Fudan University / Shanghai AI Laboratory / Hunan Normal University
A cross-modal transfer-learning model that adapts the ESM-2 650M protein language model to mRNA analysis by swapping amino-acid tokens for codon tokens, applied to mRNA benchmarks without re-training.
Messenger RNA (mRNA) has become a central modality in modern therapeutics and a rich substrate for computational modeling, yet mRNA-specific foundation models face a chronic shortage of labeled data and the considerable expense of pretraining large language models from scratch. Protein language models, by contrast, have been trained on hundreds of millions of sequences and encode a deep statistical understanding of how biological sequences fold, function, and evolve. ProtmRNA is built on the observation that much of this knowledge is transferable: because coding sequences and the proteins they specify are two views of the same underlying biology, a protein model's representations can be repurposed for the messenger RNA that encodes them.

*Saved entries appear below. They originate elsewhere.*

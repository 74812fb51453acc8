//! Data types, values and table schemas

mod column;
mod schema;
mod value;

pub use column::ColumnDef;
pub use schema::Schema;
pub use value::{apply_updates, build_array, slice_values, value_at};

use serde::{Deserialize, Serialize};

/// Column data types supported by blocks
#[derive(Debug, Clone, Copy, PartialEq, Eq, Hash, Serialize, Deserialize)]
pub enum DataType {
    Bool,
    Int32,
    Int64,
    UInt32,
    UInt64,
    Float64,
    String,
}

impl DataType {
    /// Matching Arrow type
    pub fn to_arrow(self) -> arrow::datatypes::DataType {
        use arrow::datatypes::DataType as A;
        match self {
            DataType::Bool => A::Boolean,
            DataType::Int32 => A::Int32,
            DataType::Int64 => A::Int64,
            DataType::UInt32 => A::UInt32,
            DataType::UInt64 => A::UInt64,
            DataType::Float64 => A::Float64,
            DataType::String => A::Utf8,
        }
    }

    /// Approximate in-memory width of one value, used for buffer accounting
    pub fn estimated_width(self) -> u64 {
        match self {
            DataType::Bool => 1,
            DataType::Int32 | DataType::UInt32 => 4,
            DataType::Int64 | DataType::UInt64 | DataType::Float64 => 8,
            DataType::String => 24,
        }
    }
}

/// A single cell value
#[derive(Debug, Clone, PartialEq, Serialize, Deserialize)]
pub enum Value {
    Null,
    Bool(bool),
    Int32(i32),
    Int64(i64),
    UInt32(u32),
    UInt64(u64),
    Float64(f64),
    String(String),
}

impl Value {
    pub fn is_null(&self) -> bool {
        matches!(self, Value::Null)
    }

    /// Data type of a non-null value
    pub fn data_type(&self) -> Option<DataType> {
        match self {
            Value::Null => None,
            Value::Bool(_) => Some(DataType::Bool),
            Value::Int32(_) => Some(DataType::Int32),
            Value::Int64(_) => Some(DataType::Int64),
            Value::UInt32(_) => Some(DataType::UInt32),
            Value::UInt64(_) => Some(DataType::UInt64),
            Value::Float64(_) => Some(DataType::Float64),
            Value::String(_) => Some(DataType::String),
        }
    }

    pub fn as_i64(&self) -> Option<i64> {
        match self {
            Value::Int32(v) => Some(*v as i64),
            Value::Int64(v) => Some(*v),
            Value::UInt32(v) => Some(*v as i64),
            Value::UInt64(v) => i64::try_from(*v).ok(),
            _ => None,
        }
    }

    pub fn as_str(&self) -> Option<&str> {
        match self {
            Value::String(s) => Some(s),
            _ => None,
        }
    }
}

impl From<i32> for Value {
    fn from(v: i32) -> Self {
        Value::Int32(v)
    }
}

impl From<i64> for Value {
    fn from(v: i64) -> Self {
        Value::Int64(v)
    }
}

impl From<u32> for Value {
    fn from(v: u32) -> Self {
        Value::UInt32(v)
    }
}

impl From<u64> for Value {
    fn from(v: u64) -> Self {
        Value::UInt64(v)
    }
}

impl From<f64> for Value {
    fn from(v: f64) -> Self {
        Value::Float64(v)
    }
}

impl From<bool> for Value {
    fn from(v: bool) -> Self {
        Value::Bool(v)
    }
}

impl From<&str> for Value {
    fn from(v: &str) -> Self {
        Value::String(v.to_string())
    }
}

impl From<String> for Value {
    fn from(v: String) -> Self {
        Value::String(v)
    }
}
//! In-memory catalog: database → table → segment → block
//!
//! Entries carry a create version and an optional delete version so that
//! block swaps made by compaction become visible atomically with the owning
//! transaction's commit.

use std::collections::HashMap;
use std::sync::atomic::{AtomicBool, AtomicU64, Ordering};
use std::sync::Arc;

use parking_lot::{Mutex, RwLock};

use crate::data::Schema;
use crate::txn::{Timestamp, Txn};
use crate::{Result, StrataError};

pub type DbId = u64;
pub type TableId = u64;
pub type SegmentId = u64;
pub type BlockId = u64;

// ============================================================================
// Entry versions
// ============================================================================

/// Creation or deletion stamp of a catalog entry
#[derive(Debug, Clone, Copy, PartialEq, Eq)]
pub struct EntryVersion {
    /// Start timestamp of the writing transaction
    pub start_ts: Timestamp,
    pub commit_ts: Option<Timestamp>,
}

impl EntryVersion {
    pub fn committed(ts: Timestamp) -> Self {
        Self { start_ts: ts, commit_ts: Some(ts) }
    }

    pub fn pending(txn: &Txn) -> Self {
        Self { start_ts: txn.start_ts(), commit_ts: None }
    }

    pub fn visible_to(&self, read_ts: Timestamp) -> bool {
        match self.commit_ts {
            Some(ts) => ts <= read_ts,
            None => self.start_ts == read_ts,
        }
    }
}

// ============================================================================
// Entries
// ============================================================================

pub struct BlockEntry {
    pub id: BlockId,
    pub segment: SegmentId,
    pub table: TableId,
    /// Took appends when created; compaction outputs never do
    pub created_appendable: bool,
    appendable: AtomicBool,
    created: Mutex<EntryVersion>,
    deleted: Mutex<Option<EntryVersion>>,
}

impl BlockEntry {
    pub fn is_appendable(&self) -> bool {
        self.appendable.load(Ordering::Acquire)
    }

    /// Stop accepting appends; one-way
    pub fn seal(&self) {
        self.appendable.store(false, Ordering::Release);
    }

    pub fn created(&self) -> EntryVersion {
        *self.created.lock()
    }

    pub fn deleted(&self) -> Option<EntryVersion> {
        *self.deleted.lock()
    }

    /// Created and not deleted as seen at `read_ts`
    pub fn visible(&self, read_ts: Timestamp) -> bool {
        self.created().visible_to(read_ts)
            && !self.deleted().map(|d| d.visible_to(read_ts)).unwrap_or(false)
    }

    pub fn is_soft_deleted(&self) -> bool {
        self.deleted().is_some()
    }

    pub fn commit_create(&self, ts: Timestamp) {
        self.created.lock().commit_ts = Some(ts);
    }

    pub fn commit_delete(&self, ts: Timestamp) {
        if let Some(d) = self.deleted.lock().as_mut() {
            d.commit_ts = Some(ts);
        }
    }
}

impl std::fmt::Debug for BlockEntry {
    fn fmt(&self, f: &mut std::fmt::Formatter<'_>) -> std::fmt::Result {
        f.debug_struct("BlockEntry")
            .field("id", &self.id)
            .field("segment", &self.segment)
            .field("appendable", &self.is_appendable())
            .field("created", &self.created())
            .field("deleted", &self.deleted())
            .finish()
    }
}

pub struct SegmentEntry {
    pub id: SegmentId,
    pub table: TableId,
    /// Blocks written by compaction are sorted by primary key
    pub sorted: bool,
    closed: AtomicBool,
    blocks: RwLock<Vec<BlockId>>,
}

impl SegmentEntry {
    pub fn is_closed(&self) -> bool {
        self.closed.load(Ordering::Acquire)
    }

    pub fn close(&self) {
        self.closed.store(true, Ordering::Release);
    }

    pub fn blocks(&self) -> Vec<BlockId> {
        self.blocks.read().clone()
    }

    pub fn block_count(&self) -> usize {
        self.blocks.read().len()
    }
}

pub struct TableEntry {
    pub id: TableId,
    pub db: DbId,
    pub schema: Arc<Schema>,
    segments: RwLock<Vec<SegmentId>>,
}

impl TableEntry {
    pub fn segments(&self) -> Vec<SegmentId> {
        self.segments.read().clone()
    }
}

#[derive(Debug)]
pub struct DatabaseEntry {
    pub id: DbId,
    pub name: String,
    tables: RwLock<Vec<TableId>>,
}

impl DatabaseEntry {
    pub fn tables(&self) -> Vec<TableId> {
        self.tables.read().clone()
    }
}

// ============================================================================
// Catalog
// ============================================================================

#[derive(Default)]
pub struct Catalog {
    next_id: AtomicU64,
    databases: RwLock<HashMap<DbId, Arc<DatabaseEntry>>>,
    tables: RwLock<HashMap<TableId, Arc<TableEntry>>>,
    segments: RwLock<HashMap<SegmentId, Arc<SegmentEntry>>>,
    blocks: RwLock<HashMap<BlockId, Arc<BlockEntry>>>,
}

fn not_found(kind: &str, id: u64) -> StrataError {
    StrataError::NotFound(format!("{} {}", kind, id))
}

impl Catalog {
    pub fn new() -> Self {
        Self::default()
    }

    fn alloc_id(&self) -> u64 {
        self.next_id.fetch_add(1, Ordering::SeqCst) + 1
    }

    pub fn create_database(&self, name: &str) -> Result<Arc<DatabaseEntry>> {
        let mut dbs = self.databases.write();
        if dbs.values().any(|d| d.name == name) {
            return Err(StrataError::Duplicate(format!("database {}", name)));
        }
        let entry = Arc::new(DatabaseEntry {
            id: self.alloc_id(),
            name: name.to_string(),
            tables: RwLock::new(Vec::new()),
        });
        dbs.insert(entry.id, entry.clone());
        Ok(entry)
    }

    pub fn get_database(&self, id: DbId) -> Result<Arc<DatabaseEntry>> {
        self.databases.read().get(&id).cloned().ok_or_else(|| not_found("database", id))
    }

    pub fn database_by_name(&self, name: &str) -> Option<Arc<DatabaseEntry>> {
        self.databases.read().values().find(|d| d.name == name).cloned()
    }

    pub fn create_table(&self, db: DbId, schema: Schema) -> Result<Arc<TableEntry>> {
        let db = self.get_database(db)?;
        let entry = Arc::new(TableEntry {
            id: self.alloc_id(),
            db: db.id,
            schema: Arc::new(schema),
            segments: RwLock::new(Vec::new()),
        });
        self.tables.write().insert(entry.id, entry.clone());
        db.tables.write().push(entry.id);
        Ok(entry)
    }

    pub fn get_table(&self, id: TableId) -> Result<Arc<TableEntry>> {
        self.tables.read().get(&id).cloned().ok_or_else(|| not_found("table", id))
    }

    pub fn create_segment(&self, table: TableId, sorted: bool) -> Result<Arc<SegmentEntry>> {
        let table = self.get_table(table)?;
        let entry = Arc::new(SegmentEntry {
            id: self.alloc_id(),
            table: table.id,
            sorted,
            closed: AtomicBool::new(false),
            blocks: RwLock::new(Vec::new()),
        });
        self.segments.write().insert(entry.id, entry.clone());
        table.segments.write().push(entry.id);
        Ok(entry)
    }

    pub fn get_segment(&self, id: SegmentId) -> Result<Arc<SegmentEntry>> {
        self.segments.read().get(&id).cloned().ok_or_else(|| not_found("segment", id))
    }

    pub fn create_block(
        &self,
        segment: SegmentId,
        appendable: bool,
        created: EntryVersion,
    ) -> Result<Arc<BlockEntry>> {
        let seg = self.get_segment(segment)?;
        let entry = Arc::new(BlockEntry {
            id: self.alloc_id(),
            segment: seg.id,
            table: seg.table,
            created_appendable: appendable,
            appendable: AtomicBool::new(appendable),
            created: Mutex::new(created),
            deleted: Mutex::new(None),
        });
        self.blocks.write().insert(entry.id, entry.clone());
        seg.blocks.write().push(entry.id);
        Ok(entry)
    }

    pub fn get_block(&self, id: BlockId) -> Result<Arc<BlockEntry>> {
        self.blocks.read().get(&id).cloned().ok_or_else(|| not_found("block", id))
    }

    /// Mark a block deleted by `txn`; visible once `commit_delete` stamps it
    pub fn soft_delete_block(&self, id: BlockId, txn: &Txn) -> Result<()> {
        let block = self.get_block(id)?;
        let mut deleted = block.deleted.lock();
        if let Some(existing) = *deleted {
            return Err(StrataError::Conflict(format!(
                "block {} already deleted (start {}, commit {:?})",
                id, existing.start_ts, existing.commit_ts
            )));
        }
        *deleted = Some(EntryVersion::pending(txn));
        Ok(())
    }

    /// Remove a pending soft-delete marker
    pub fn undo_soft_delete(&self, id: BlockId) -> Result<()> {
        let block = self.get_block(id)?;
        let mut deleted = block.deleted.lock();
        match *deleted {
            Some(d) if d.commit_ts.is_none() => {
                *deleted = None;
                Ok(())
            }
            Some(_) => Err(StrataError::Invariant(format!("block {} delete already committed", id))),
            None => Ok(()),
        }
    }

    /// Drop a block entry entirely (rollback of its creation)
    pub fn remove_block(&self, id: BlockId) -> Result<()> {
        let block = self.blocks.write().remove(&id).ok_or_else(|| not_found("block", id))?;
        if let Ok(seg) = self.get_segment(block.segment) {
            seg.blocks.write().retain(|b| *b != id);
        }
        Ok(())
    }

    /// Blocks of `table` visible at `read_ts`, in creation order
    pub fn table_blocks(&self, table: TableId, read_ts: Timestamp) -> Result<Vec<Arc<BlockEntry>>> {
        let table = self.get_table(table)?;
        let mut out = Vec::new();
        for seg in table.segments() {
            let seg = self.get_segment(seg)?;
            for id in seg.blocks() {
                let block = self.get_block(id)?;
                if block.visible(read_ts) {
                    out.push(block);
                }
            }
        }
        Ok(out)
    }
}
//! Conversions between `Value` cells and Arrow arrays

use std::collections::BTreeMap;
use std::sync::Arc;

use arrow::array::{
    Array, ArrayRef, BooleanArray, Float64Array, Int32Array, Int64Array, StringArray,
    UInt32Array, UInt64Array,
};

use super::{DataType, Value};
use crate::{Result, StrataError};

macro_rules! downcast {
    ($array:expr, $ty:ty) => {
        $array.as_any().downcast_ref::<$ty>().ok_or_else(|| {
            StrataError::InvalidState(format!("expected {} column", stringify!($ty)))
        })?
    };
}

macro_rules! build_typed {
    ($values:expr, $variant:ident, $array:ty) => {{
        let mut out = Vec::new();
        for v in $values {
            match v {
                Value::Null => out.push(None),
                Value::$variant(x) => out.push(Some(x.clone())),
                other => return Err(type_mismatch(stringify!($variant), other)),
            }
        }
        Arc::new(<$array>::from(out)) as ArrayRef
    }};
}

fn type_mismatch(expected: &str, got: &Value) -> StrataError {
    StrataError::InvalidState(format!("type mismatch: expected {}, got {:?}", expected, got))
}

/// Read one cell of an Arrow array as a `Value`
pub fn value_at(array: &dyn Array, row: usize) -> Result<Value> {
    if row >= array.len() {
        return Err(StrataError::NotFound(format!(
            "row {} out of range ({} rows)",
            row,
            array.len()
        )));
    }
    if array.is_null(row) {
        return Ok(Value::Null);
    }

    use arrow::datatypes::DataType as A;
    let value = match array.data_type() {
        A::Boolean => Value::Bool(downcast!(array, BooleanArray).value(row)),
        A::Int32 => Value::Int32(downcast!(array, Int32Array).value(row)),
        A::Int64 => Value::Int64(downcast!(array, Int64Array).value(row)),
        A::UInt32 => Value::UInt32(downcast!(array, UInt32Array).value(row)),
        A::UInt64 => Value::UInt64(downcast!(array, UInt64Array).value(row)),
        A::Float64 => Value::Float64(downcast!(array, Float64Array).value(row)),
        A::Utf8 => Value::String(downcast!(array, StringArray).value(row).to_string()),
        other => {
            return Err(StrataError::InvalidState(format!(
                "unsupported column type {:?}",
                other
            )))
        }
    };
    Ok(value)
}

/// Build an Arrow array of `data_type` from values; nulls are allowed everywhere
pub fn build_array<'a>(
    data_type: DataType,
    values: impl IntoIterator<Item = &'a Value>,
) -> Result<ArrayRef> {
    let values = values.into_iter();
    let array = match data_type {
        DataType::Bool => build_typed!(values, Bool, BooleanArray),
        DataType::Int32 => build_typed!(values, Int32, Int32Array),
        DataType::Int64 => build_typed!(values, Int64, Int64Array),
        DataType::UInt32 => build_typed!(values, UInt32, UInt32Array),
        DataType::UInt64 => build_typed!(values, UInt64, UInt64Array),
        DataType::Float64 => build_typed!(values, Float64, Float64Array),
        DataType::String => build_typed!(values, String, StringArray),
    };
    Ok(array)
}

/// Materialize `len` values starting at `offset`
pub fn slice_values(array: &dyn Array, offset: usize, len: usize) -> Result<Vec<Value>> {
    (offset..offset + len).map(|row| value_at(array, row)).collect()
}

/// Return a copy of `array` with the given row overrides applied
pub fn apply_updates(
    array: &ArrayRef,
    data_type: DataType,
    updates: &BTreeMap<u32, Value>,
) -> Result<ArrayRef> {
    if updates.is_empty() {
        return Ok(array.clone());
    }
    let mut values = slice_values(array.as_ref(), 0, array.len())?;
    for (&row, value) in updates {
        let slot = values.get_mut(row as usize).ok_or_else(|| {
            StrataError::NotFound(format!("update for row {} beyond column end", row))
        })?;
        *slot = value.clone();
    }
    build_array(data_type, values.iter())
}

ProtmRNA, described in a bioRxiv preprint posted on 20 May 2026 by Gang Xu, Xinyu Wu, and Jianpeng Ma (Fudan University, Shanghai AI Laboratory, and Hunan Normal University), implements this idea as a cross-modal transfer-learning recipe. The authors take ESM-2 650M — a 33-layer, 1280-dimensional protein transformer — and substitute its amino-acid vocabulary with a 78-token codon vocabulary, then continue pretraining at codon resolution. The reused architecture and inherited protein-derived weights let the model converge using less than half the training compute of a comparable model trained from scratch.
The model's most distinctive claim is generality without task-specific retraining: after codon-level pretraining, ProtmRNA is applied directly to eight downstream mRNA benchmarks — spanning mRNA stability, gene expression, transcript abundance, and SARS-CoV-2 vaccine degradation — without further fine-tuning of the backbone. This positions ProtmRNA alongside codon-resolution models such as CodonFM and generative designers such as mRNA-GPT, but with a transfer-learning emphasis distinct from both.
ProtmRNA is a transformer encoder derived from ESM-2 650M, comprising 33 layers and a hidden dimension of 1280 (~650M parameters). The central architectural change is the input vocabulary: the amino-acid tokens are replaced with 78 codon tokens, and the model is pretrained at codon level so its representations are conditioned on the actual coding sequence rather than the translated protein. The remainder of the backbone is preserved so that protein-pretrained weights provide the initialization, which the authors report enables convergence at under half the compute of a from-scratch baseline.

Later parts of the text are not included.